*** THE DATA ***
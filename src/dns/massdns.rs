//! massdns 批量解析
//!
//! 整批主机名写入临时文件，一次运行 `massdns -r <resolvers> -t A -s <并发> -o S -w /dev/stdout <file>`，
//! 逐行解析简单文本输出（`name. A ip` / `name. AAAA ip` / `name. CNAME alias.` / `arpa. PTR name.`）。
//! CNAME 链在应答内部跟随（有跳数上限），别名最终地址归到被查询的名字上。

use std::collections::{BTreeSet, HashMap, HashSet};
use std::io::Write;
use std::net::IpAddr;
use std::path::{Path, PathBuf};
use std::time::Duration;

use async_trait::async_trait;
use tempfile::NamedTempFile;
use tokio_util::sync::CancellationToken;

use crate::dns::{arpa_name, BatchResolution, DnsError, HostResolution, Resolver};
use crate::tools::locate::{expand_home, locate_binary};
use crate::tools::process::{run_streaming, ProcessEnd};

/// 解析器文件缺失时使用的公共解析器
pub const DEFAULT_RESOLVERS: &[&str] = &["1.1.1.1", "8.8.8.8", "9.9.9.9", "208.67.222.222"];

const MAX_CNAME_HOPS: usize = 8;

/// massdns 自身的默认并发
const DEFAULT_CONCURRENCY: usize = 10_000;

#[derive(Clone, Debug, PartialEq, Eq)]
enum Answer {
    Addr(IpAddr),
    Cname(String),
    Ptr(String),
}

/// name（小写、无尾点）→ 应答记录
type AnswerTable = HashMap<String, Vec<Answer>>;

fn clean_name(raw: &str) -> String {
    raw.trim_end_matches('.').to_ascii_lowercase()
}

/// 解析 `-o S` 输出；无法识别的行跳过
fn parse_simple_output(lines: &[String]) -> AnswerTable {
    let mut table: AnswerTable = HashMap::new();
    for line in lines {
        let mut parts = line.split_whitespace();
        let (Some(name), Some(rtype), Some(value)) = (parts.next(), parts.next(), parts.next()) else {
            continue;
        };
        let answer = match rtype {
            "A" | "AAAA" => match value.parse::<IpAddr>() {
                Ok(ip) => Answer::Addr(ip),
                Err(_) => continue,
            },
            "CNAME" => Answer::Cname(clean_name(value)),
            "PTR" => Answer::Ptr(value.trim_end_matches('.').to_string()),
            _ => continue,
        };
        let entry = table.entry(clean_name(name)).or_default();
        if !entry.contains(&answer) {
            entry.push(answer);
        }
    }
    table
}

/// 从 name 出发沿 CNAME 收集地址
fn follow_addresses(name: &str, table: &AnswerTable) -> BTreeSet<IpAddr> {
    let mut addrs = BTreeSet::new();
    let mut visited = HashSet::new();
    let mut frontier = vec![name.to_string()];
    for _ in 0..=MAX_CNAME_HOPS {
        let mut next = Vec::new();
        for current in frontier.drain(..) {
            if !visited.insert(current.clone()) {
                continue;
            }
            for answer in table.get(&current).into_iter().flatten() {
                match answer {
                    Answer::Addr(ip) => {
                        addrs.insert(*ip);
                    }
                    Answer::Cname(alias) => next.push(alias.clone()),
                    Answer::Ptr(_) => {}
                }
            }
        }
        if next.is_empty() {
            break;
        }
        frontier = next;
    }
    addrs
}

/// massdns 进程封装
#[derive(Clone, Debug)]
pub struct MassDnsResolver {
    program: String,
    search_paths: Vec<PathBuf>,
    resolvers_file: Option<PathBuf>,
    /// 单次进程运行的总预算
    timeout: Duration,
    /// 同时在途的查询数（massdns `-s`）
    concurrency: usize,
}

impl MassDnsResolver {
    pub fn new(program: impl Into<String>, timeout: Duration) -> Self {
        Self {
            program: program.into(),
            search_paths: Vec::new(),
            resolvers_file: None,
            timeout,
            concurrency: DEFAULT_CONCURRENCY,
        }
    }

    pub fn with_concurrency(mut self, concurrency: usize) -> Self {
        self.concurrency = concurrency.max(1);
        self
    }

    pub fn with_search_paths(mut self, paths: Vec<PathBuf>) -> Self {
        self.search_paths = paths;
        self
    }

    pub fn with_resolvers_file(mut self, path: Option<PathBuf>) -> Self {
        self.resolvers_file = path;
        self
    }

    /// 配置的解析器文件存在则直接用，否则写一份默认列表到临时文件（随返回值存活）
    fn resolvers(&self) -> Result<(PathBuf, Option<NamedTempFile>), DnsError> {
        if let Some(path) = &self.resolvers_file {
            let path = expand_home(path);
            if path.is_file() {
                return Ok((path, None));
            }
            tracing::warn!(path = %path.display(), "resolvers file missing, using default public resolvers");
        }
        let file = write_temp_lines(DEFAULT_RESOLVERS.iter().copied())?;
        Ok((file.path().to_path_buf(), Some(file)))
    }

    /// 运行一次 massdns；返回应答表与是否因超时被截断
    async fn query(&self, names: &[String], record_type: &str) -> Result<(AnswerTable, bool), DnsError> {
        let program = locate_binary(&self.program, &self.search_paths)
            .ok_or_else(|| DnsError::Unavailable(format!("{} not found", self.program)))?;
        let input = write_temp_lines(names.iter().map(String::as_str))?;
        let (resolvers, _default_resolvers) = self.resolvers()?;

        let args = massdns_args(&resolvers, record_type, self.concurrency, input.path());
        tracing::debug!(program = %program.display(), names = names.len(), record_type, "massdns run");

        let output = run_streaming(&program, &args, self.timeout, &CancellationToken::new())
            .await
            .map_err(|e| DnsError::Failed(format!("spawn massdns: {e}")))?;

        let truncated = match output.end {
            ProcessEnd::Exited { success: true, .. } => false,
            ProcessEnd::Exited { code, stderr, .. } => {
                return Err(DnsError::Failed(format!("massdns exit {:?}: {}", code, stderr.trim())));
            }
            ProcessEnd::TimedOut | ProcessEnd::Cancelled => {
                tracing::warn!(timeout_secs = self.timeout.as_secs(), "massdns run cut short, keeping partial answers");
                true
            }
        };
        Ok((parse_simple_output(&output.lines), truncated))
    }
}

fn massdns_args(resolvers: &Path, record_type: &str, concurrency: usize, input: &Path) -> Vec<String> {
    vec![
        "-r".to_string(),
        resolvers.to_string_lossy().to_string(),
        "-t".to_string(),
        record_type.to_string(),
        "-s".to_string(),
        concurrency.to_string(),
        "-o".to_string(),
        "S".to_string(),
        "-w".to_string(),
        "/dev/stdout".to_string(),
        input.to_string_lossy().to_string(),
    ]
}

fn write_temp_lines<'a>(lines: impl Iterator<Item = &'a str>) -> Result<NamedTempFile, DnsError> {
    let mut file = NamedTempFile::new().map_err(|e| DnsError::Failed(format!("temp file: {e}")))?;
    for line in lines {
        writeln!(file, "{line}").map_err(|e| DnsError::Failed(format!("temp file: {e}")))?;
    }
    file.flush().map_err(|e| DnsError::Failed(format!("temp file: {e}")))?;
    Ok(file)
}

#[async_trait]
impl Resolver for MassDnsResolver {
    fn name(&self) -> &str {
        "massdns"
    }

    async fn resolve_batch(&self, hosts: &[String]) -> Result<BatchResolution, DnsError> {
        if hosts.is_empty() {
            return Ok(BatchResolution::new());
        }
        let (table, truncated) = self.query(hosts, "A").await?;
        Ok(hosts
            .iter()
            .map(|host| {
                let key = clean_name(host);
                let addrs = follow_addresses(&key, &table);
                let resolution = if !addrs.is_empty() {
                    HostResolution::Addresses(addrs)
                } else if truncated && !table.contains_key(&key) {
                    HostResolution::Failed("massdns run cut short".to_string())
                } else {
                    HostResolution::NoRecords
                };
                (host.clone(), resolution)
            })
            .collect())
    }

    async fn reverse(&self, ip: IpAddr) -> Result<Vec<String>, DnsError> {
        let arpa = arpa_name(ip);
        let (table, _) = self.query(std::slice::from_ref(&arpa), "PTR").await?;
        Ok(table
            .get(&arpa)
            .into_iter()
            .flatten()
            .filter_map(|answer| match answer {
                Answer::Ptr(name) => Some(name.clone()),
                _ => None,
            })
            .collect())
    }
}
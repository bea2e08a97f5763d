//! 工具执行器
//!
//! 持有 ToolRegistry 与 TaskScheduler，对一轮的每个 (工具, 目标) 组合并发调用 discover：
//! 受工具信号量限制，外层再加一层超时兜底，任何单个失败都只影响自己的 ToolRunReport。
//! 每次调用输出结构化审计日志（JSON）。

use std::path::PathBuf;
use std::sync::Arc;
use std::time::{Duration, Instant};

use tokio_util::sync::CancellationToken;

use crate::core::TaskScheduler;
use crate::recon::{RawFinding, ToolRunReport, ToolStatus};
use crate::tools::{DiscoveryContext, ToolAdapter, ToolError, ToolRegistry};

/// 适配器自身没有遵守预算时，外层超时在预算之上再等待的时间
const TIMEOUT_GRACE: Duration = Duration::from_secs(2);
/// 取消后等待适配器交回部分结果的时间
const CANCEL_GRACE: Duration = Duration::from_secs(1);

/// 一次 (工具, 目标) 调用的结果：报告 + 待合并的发现（超时 / 中断时为部分发现）
#[derive(Debug, Clone)]
pub struct ToolRun {
    pub report: ToolRunReport,
    pub findings: Vec<RawFinding>,
}

/// 工具执行器：并发扇出、超时、失败隔离
#[derive(Clone)]
pub struct ToolRunner {
    registry: ToolRegistry,
    scheduler: Arc<TaskScheduler>,
    wordlist: Option<PathBuf>,
}

impl ToolRunner {
    pub fn new(registry: ToolRegistry, scheduler: Arc<TaskScheduler>) -> Self {
        Self {
            registry,
            scheduler,
            wordlist: None,
        }
    }

    /// 字典路径原样转交给适配器
    pub fn with_wordlist(mut self, wordlist: Option<PathBuf>) -> Self {
        self.wordlist = wordlist;
        self
    }

    pub fn registry(&self) -> &ToolRegistry {
        &self.registry
    }

    /// 对所有 (tool, target) 组合执行一轮发现，等待全部结束或超时。
    /// 返回顺序与 tools × targets 的遍历顺序一致。
    pub async fn run(
        &self,
        tools: &[String],
        targets: &[String],
        depth: u32,
        cancel: &CancellationToken,
    ) -> Vec<ToolRun> {
        let mut handles = Vec::with_capacity(tools.len() * targets.len());
        for target in targets {
            for tool_name in tools {
                let Some(adapter) = self.registry.get(tool_name) else {
                    handles.push((tool_name.clone(), target.clone(), None));
                    continue;
                };
                let scheduler = self.scheduler.clone();
                let ctx = DiscoveryContext {
                    timeout: adapter.default_timeout(),
                    wordlist: self.wordlist.clone(),
                    cancel: cancel.child_token(),
                };
                let target_owned = target.clone();
                let handle = tokio::spawn(async move {
                    invoke(adapter, scheduler, target_owned, depth, ctx).await
                });
                handles.push((tool_name.clone(), target.clone(), Some(handle)));
            }
        }

        let mut runs = Vec::with_capacity(handles.len());
        for (tool, target, handle) in handles {
            let run = match handle {
                None => unavailable_run(&tool, &target, depth),
                Some(handle) => match handle.await {
                    Ok(run) => run,
                    Err(e) => {
                        tracing::error!(tool = %tool, target = %target, error = %e, "tool task aborted");
                        ToolRun {
                            report: ToolRunReport {
                                tool,
                                target,
                                depth,
                                status: ToolStatus::Failed(format!("task aborted: {e}")),
                                findings: 0,
                                duration_ms: 0,
                            },
                            findings: Vec::new(),
                        }
                    }
                },
            };
            runs.push(run);
        }
        runs
    }
}

fn unavailable_run(tool: &str, target: &str, depth: u32) -> ToolRun {
    ToolRun {
        report: ToolRunReport {
            tool: tool.to_string(),
            target: target.to_string(),
            depth,
            status: ToolStatus::Unavailable(format!("{tool} is not registered")),
            findings: 0,
            duration_ms: 0,
        },
        findings: Vec::new(),
    }
}

async fn invoke(
    adapter: Arc<dyn ToolAdapter>,
    scheduler: Arc<TaskScheduler>,
    target: String,
    depth: u32,
    ctx: DiscoveryContext,
) -> ToolRun {
    let tool = adapter.name().to_string();

    let permit = tokio::select! {
        permit = scheduler.acquire_tool() => permit,
        _ = ctx.cancel.cancelled() => None,
    };

    let start = Instant::now();
    let (status, findings) = if permit.is_none() {
        (ToolStatus::Interrupted, Vec::new())
    } else {
        let budget = ctx.timeout;
        let fut = adapter.discover(&target, &ctx);
        tokio::pin!(fut);
        let first = tokio::select! {
            result = tokio::time::timeout(budget + TIMEOUT_GRACE, &mut fut) => Some(result),
            _ = ctx.cancel.cancelled() => None,
        };
        match first {
            Some(Ok(outcome)) => settle(outcome),
            Some(Err(_)) => (ToolStatus::TimedOut, Vec::new()),
            // 已取消：子进程在适配器内被 kill，给它一点时间交回部分输出
            None => match tokio::time::timeout(CANCEL_GRACE, &mut fut).await {
                Ok(Ok(findings)) => (ToolStatus::Interrupted, findings),
                Ok(Err(e)) => (ToolStatus::Interrupted, e.into_status().1),
                Err(_) => (ToolStatus::Interrupted, Vec::new()),
            },
        }
    };
    drop(permit);

    let duration_ms = start.elapsed().as_millis() as u64;
    let audit = serde_json::json!({
        "event": "tool_audit",
        "tool": tool,
        "target": target,
        "depth": depth,
        "ok": status.is_success(),
        "outcome": status.label(),
        "findings": findings.len(),
        "duration_ms": duration_ms,
    });
    tracing::info!(audit = %audit.to_string(), "tool");
    match &status {
        ToolStatus::Unavailable(reason) => tracing::warn!(tool = %tool, reason = %reason, "tool skipped"),
        ToolStatus::Failed(reason) => tracing::warn!(tool = %tool, target = %target, reason = %reason, "tool failed"),
        ToolStatus::TimedOut => tracing::warn!(tool = %tool, target = %target, "tool timed out, keeping partial output"),
        _ => {}
    }

    ToolRun {
        report: ToolRunReport {
            tool,
            target,
            depth,
            status,
            findings: findings.len(),
            duration_ms,
        },
        findings,
    }
}

fn settle(outcome: Result<Vec<RawFinding>, ToolError>) -> (ToolStatus, Vec<RawFinding>) {
    match outcome {
        Ok(findings) => (ToolStatus::Succeeded, findings),
        Err(e) => e.into_status(),
    }
}
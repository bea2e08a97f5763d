//! 会话监管：生命周期、中断与截止时间
//!
//! 持有 CancellationToken；用户 Ctrl+C 或会话超时都会取消所有在途的工具与解析调用，
//! 第一次取消的原因被记录下来，用于决定报告的完成状态。

use std::sync::{Arc, Mutex};
use std::time::Duration;

use tokio_util::sync::CancellationToken;

/// 取消原因
#[derive(Clone, Copy, Debug, PartialEq, Eq)]
pub enum CancelReason {
    /// 会话级超时
    Deadline(Duration),
    /// 用户中断（Ctrl+C / SIGTERM）
    Interrupted,
}

/// 会话级生命周期管理；Clone 共享同一令牌
#[derive(Clone, Debug)]
pub struct SessionSupervisor {
    cancel_token: CancellationToken,
    /// 会话正常结束后触发，用于停掉截止时间计时
    finished: CancellationToken,
    reason: Arc<Mutex<Option<CancelReason>>>,
}

impl SessionSupervisor {
    pub fn new() -> Self {
        Self {
            cancel_token: CancellationToken::new(),
            finished: CancellationToken::new(),
            reason: Arc::new(Mutex::new(None)),
        }
    }

    pub fn cancel_token(&self) -> CancellationToken {
        self.cancel_token.clone()
    }

    /// 触发取消；只保留第一次的原因
    pub fn cancel(&self, reason: CancelReason) {
        if let Ok(mut slot) = self.reason.lock() {
            if slot.is_none() {
                *slot = Some(reason);
            }
        }
        self.cancel_token.cancel();
    }

    pub fn is_cancelled(&self) -> bool {
        self.cancel_token.is_cancelled()
    }

    pub fn reason(&self) -> Option<CancelReason> {
        self.reason.lock().ok().and_then(|slot| *slot)
    }

    /// 标记会话结束（不是取消）
    pub fn finish(&self) {
        self.finished.cancel();
    }

    /// 启动截止时间计时；会话先结束或先被取消时计时任务随之退出
    pub fn arm_deadline(&self, timeout: Duration) {
        let supervisor = self.clone();
        tokio::spawn(async move {
            tokio::select! {
                _ = tokio::time::sleep(timeout) => {
                    tracing::warn!(timeout_secs = timeout.as_secs(), "session deadline reached, cancelling");
                    supervisor.cancel(CancelReason::Deadline(timeout));
                }
                _ = supervisor.cancel_token.cancelled() => {}
                _ = supervisor.finished.cancelled() => {}
            }
        });
    }

    /// 创建子 token（用于单个任务）
    pub fn child_token(&self) -> CancellationToken {
        self.cancel_token.child_token()
    }
}

impl Default for SessionSupervisor {
    fn default() -> Self {
        Self::new()
    }
}
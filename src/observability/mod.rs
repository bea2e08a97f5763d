//! 可观测性：tracing 订阅器
//!
//! 日志写到 stderr（stdout 留给 JSON 报告）；默认 info，可通过 RUST_LOG 覆盖。

use tracing_subscriber::filter::LevelFilter;
use tracing_subscriber::{fmt, prelude::*, EnvFilter};

/// verbose 时默认级别提升到 debug
pub fn init_with_level(default_level: LevelFilter) {
    let filter = EnvFilter::builder()
        .with_default_directive(default_level.into())
        .from_env_lossy();
    tracing_subscriber::registry()
        .with(filter)
        .with(fmt::layer().with_writer(std::io::stderr).with_target(false))
        .init();
}
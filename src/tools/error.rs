//! 发现工具错误
//!
//! 三类失败（不可用 / 超时 / 执行失败）都不致命；超时与中断携带已产生的部分发现。

use std::time::Duration;

use thiserror::Error;

use crate::recon::{RawFinding, ToolStatus};

#[derive(Error, Debug, Clone)]
pub enum ToolError {
    #[error("Tool unavailable: {0}")]
    Unavailable(String),

    #[error("Tool timed out after {after:?}")]
    Timeout {
        after: Duration,
        partial: Vec<RawFinding>,
    },

    #[error("Tool execution failed: {0}")]
    Execution(String),

    #[error("Tool interrupted")]
    Interrupted { partial: Vec<RawFinding> },
}

impl ToolError {
    /// 拆成运行状态与仍可合并的发现
    pub fn into_status(self) -> (ToolStatus, Vec<RawFinding>) {
        match self {
            ToolError::Unavailable(msg) => (ToolStatus::Unavailable(msg), Vec::new()),
            ToolError::Timeout { partial, .. } => (ToolStatus::TimedOut, partial),
            ToolError::Execution(msg) => (ToolStatus::Failed(msg), Vec::new()),
            ToolError::Interrupted { partial } => (ToolStatus::Interrupted, partial),
        }
    }
}

#[cfg(test)]
mod tests {
    use super::*;

    #[test]
    fn test_timeout_keeps_partial() {
        let err = ToolError::Timeout {
            after: Duration::from_secs(1),
            partial: vec![RawFinding::new("foo.example.com", "amass", "foo.example.com")],
        };
        let (status, partial) = err.into_status();
        assert_eq!(status, ToolStatus::TimedOut);
        assert_eq!(partial.len(), 1);
    }

    #[test]
    fn test_execution_error_drops_findings() {
        let (status, partial) = ToolError::Execution("exit 1".into()).into_status();
        assert_eq!(status, ToolStatus::Failed("exit 1".into()));
        assert!(partial.is_empty());
    }
}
*** End of THE DATA ***
• _WORK INSTRUCTIONS_: Copy each line of the listing in which the word "format" can be found.

• _WRITTEN ANSWER_:
            .ok_or_else(|| DnsError::Unavailable(format!("{} not found", self.program)))?;
            .map_err(|e| DnsError::Failed(format!("spawn massdns: {e}")))?;
                return Err(DnsError::Failed(format!("massdns exit {:?}: {}", code, stderr.trim())));
    let mut file = NamedTempFile::new().map_err(|e| DnsError::Failed(format!("temp file: {e}")))?;
        writeln!(file, "{line}").map_err(|e| DnsError::Failed(format!("temp file: {e}")))?;
    file.flush().map_err(|e| DnsError::Failed(format!("temp file: {e}")))?;
                                status: ToolStatus::Failed(format!("task aborted: {e}")),
            status: ToolStatus::Unavailable(format!("{tool} is not registered")),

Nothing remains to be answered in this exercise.